On the patient side, some users can find the intelligence of the conversation to be daunting. They also don’t want this to turn into a daily spam bot. Chats should be scheduled appropriately (this patient gets a check-in every three days, the other one needs daily contact). Providers determine the frequency of outreach, with the goal of being sensitive to people in the recovery process to keep the integrity and validity is one key point. Nowadays, we can program a bot to be empathetic.
What We Learned
Work closely with leadership and stakeholders. Hold clinical team sessions, collaborate with business teams. When it’s fully customers, the chat platform should be based inside their health system and branded as such (“Northwell Health Chats”). Patients don’t care which company is providing the hospital with the service, they want to see the hospital make it their own. Patient onboarding should be baked into the provider’s process. When Northwell Health did this, their chat programs saw an 80%+ patient engagement rate, with patients completing conversations 93% of the time. 95% of patients said they found the chats helpful.
Think about how we think. Integrating self-determination theory to create an empathetic exchange, but also motivate the patient, is a vital factor in successful outcomes. This kind of technology will lack an impact if the conversations are never finished, so psychological incentives must be woven into the user experience.
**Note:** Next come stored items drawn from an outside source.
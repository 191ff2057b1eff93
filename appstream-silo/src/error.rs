use std::path::PathBuf;
use thiserror::Error;

/// Errors raised while turning a cached metadata document into a silo.
#[derive(Debug, Error)]
pub enum CompileError {
    #[error("failed to read metadata document {path:?}: {source}")]
    Io {
        path: PathBuf,
        #[source]
        source: std::io::Error,
    },

    /// The document is not well-formed XML (or not valid gzip).
    #[error("metadata document is unparsable at byte {position}: {message}")]
    Parse { position: u64, message: String },

    /// A single component was malformed and `ignore_invalid` was not set.
    #[error("invalid component #{index}: {reason}")]
    InvalidEntry { index: usize, reason: String },

    #[error("compile cancelled")]
    Cancelled,
}

/// Errors raised while persisting or loading a compiled silo.
#[derive(Debug, Error)]
pub enum SiloError {
    #[error("IO error: {0}")]
    Io(#[from] std::io::Error),

    #[error("failed to persist silo: {0}")]
    Persist(String),
}

impl From<bincode::Error> for SiloError {
    fn from(err: bincode::Error) -> Self {
        SiloError::Persist(err.to_string())
    }
}
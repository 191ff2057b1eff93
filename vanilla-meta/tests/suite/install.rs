use super::support::FEED;
use super::support::FakeFetcher;
use super::support::FakeRuntime;
use super::support::plugin_with_runtime;
use anyhow::Result;
use pretty_assertions::assert_eq;
use tempfile::TempDir;
use tokio_util::sync::CancellationToken;
use vanilla_meta::AppRecord;
use vanilla_meta::AppState;
use vanilla_meta::ContainerError;
use vanilla_meta::DEFAULT_ORIGIN;
use vanilla_meta::MetadataKey;
use vanilla_meta::VanillaMetaError;

fn refined_record() -> AppRecord {
    let mut record = AppRecord {
        management_owner: Some(DEFAULT_ORIGIN.to_string()),
        launchable: Some("example.desktop".to_string()),
        state: AppState::Available,
        ..AppRecord::new("org.example.App").with_source("example-pkg")
    };
    record.set_metadata(MetadataKey::ContainerBinding, "--debian");
    record.set_metadata(MetadataKey::ContainerName, "apx_managed_debian");
    record
}

#[tokio::test]
async fn install_creates_missing_container_first() -> Result<()> {
    let dir = TempDir::new()?;
    let runtime = FakeRuntime::with_containers(&["apx_managed_arch"]);
    let plugin = plugin_with_runtime(dir.path(), FakeFetcher::new(FEED), runtime.clone());
    let mut record = refined_record();

    plugin.install(&mut record, &CancellationToken::new()).await?;

    assert_eq!(record.state, AppState::Installed);
    assert_eq!(
        runtime.commands(),
        vec!["list", "init --debian", "install --debian example-pkg"]
    );
    Ok(())
}

#[tokio::test]
async fn install_into_existing_container_skips_init() -> Result<()> {
    let dir = TempDir::new()?;
    let runtime = FakeRuntime::with_containers(&["apx_managed_debian"]);
    let plugin = plugin_with_runtime(dir.path(), FakeFetcher::new(FEED), runtime.clone());
    let mut record = refined_record();

    plugin.install(&mut record, &CancellationToken::new()).await?;

    assert_eq!(record.state, AppState::Installed);
    assert_eq!(
        runtime.commands(),
        vec!["list", "install --debian example-pkg"]
    );
    Ok(())
}

#[tokio::test]
async fn failed_install_returns_to_available() -> Result<()> {
    let dir = TempDir::new()?;
    let runtime = FakeRuntime::with_containers(&["apx_managed_debian"]);
    runtime.fail_installs();
    let plugin = plugin_with_runtime(dir.path(), FakeFetcher::new(FEED), runtime.clone());
    let mut record = refined_record();

    let err = plugin
        .install(&mut record, &CancellationToken::new())
        .await
        .unwrap_err();

    assert!(matches!(
        err,
        VanillaMetaError::Container(ContainerError::Spawn { .. })
    ));
    assert_eq!(record.state, AppState::Available);
    Ok(())
}

#[tokio::test]
async fn unrefined_record_cannot_be_installed() -> Result<()> {
    let dir = TempDir::new()?;
    let runtime = FakeRuntime::with_containers(&[]);
    let plugin = plugin_with_runtime(dir.path(), FakeFetcher::new(FEED), runtime.clone());
    let mut record = AppRecord::new("org.example.App").with_source("example-pkg");
    assert_eq!(record.state, AppState::Unknown);

    let err = plugin
        .install(&mut record, &CancellationToken::new())
        .await
        .unwrap_err();

    assert!(matches!(err, VanillaMetaError::InstallParams { .. }));
    assert_eq!(record.state, AppState::Available);
    assert!(runtime.commands().is_empty());
    Ok(())
}

#[tokio::test]
async fn launch_runs_launchable_in_container() -> Result<()> {
    let dir = TempDir::new()?;
    let runtime = FakeRuntime::with_containers(&[]);
    let plugin = plugin_with_runtime(dir.path(), FakeFetcher::new(FEED), runtime.clone());

    plugin.launch(&refined_record()).await?;

    assert_eq!(runtime.commands(), vec!["run --debian example"]);
    Ok(())
}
Put humans first. Engage patients and providers at the experience level, because a patient’s status can always escalate in a health chat. Patients will use the button the contact the care team if they know it’s there and how it works.
Using conversational AI and automated technology as a staple in patient care makes it easier for providers to meet the patients where they, integrates meaningful health data in a new, efficient ways, and helps reinforce the care team-patient relationship. But the real success will go to the providers who execute onboarding wisely.
Dr. Phil Marshall is co-founder of Conversa Health, a chatbot platform that uses automation and AI to improve patient outcomes.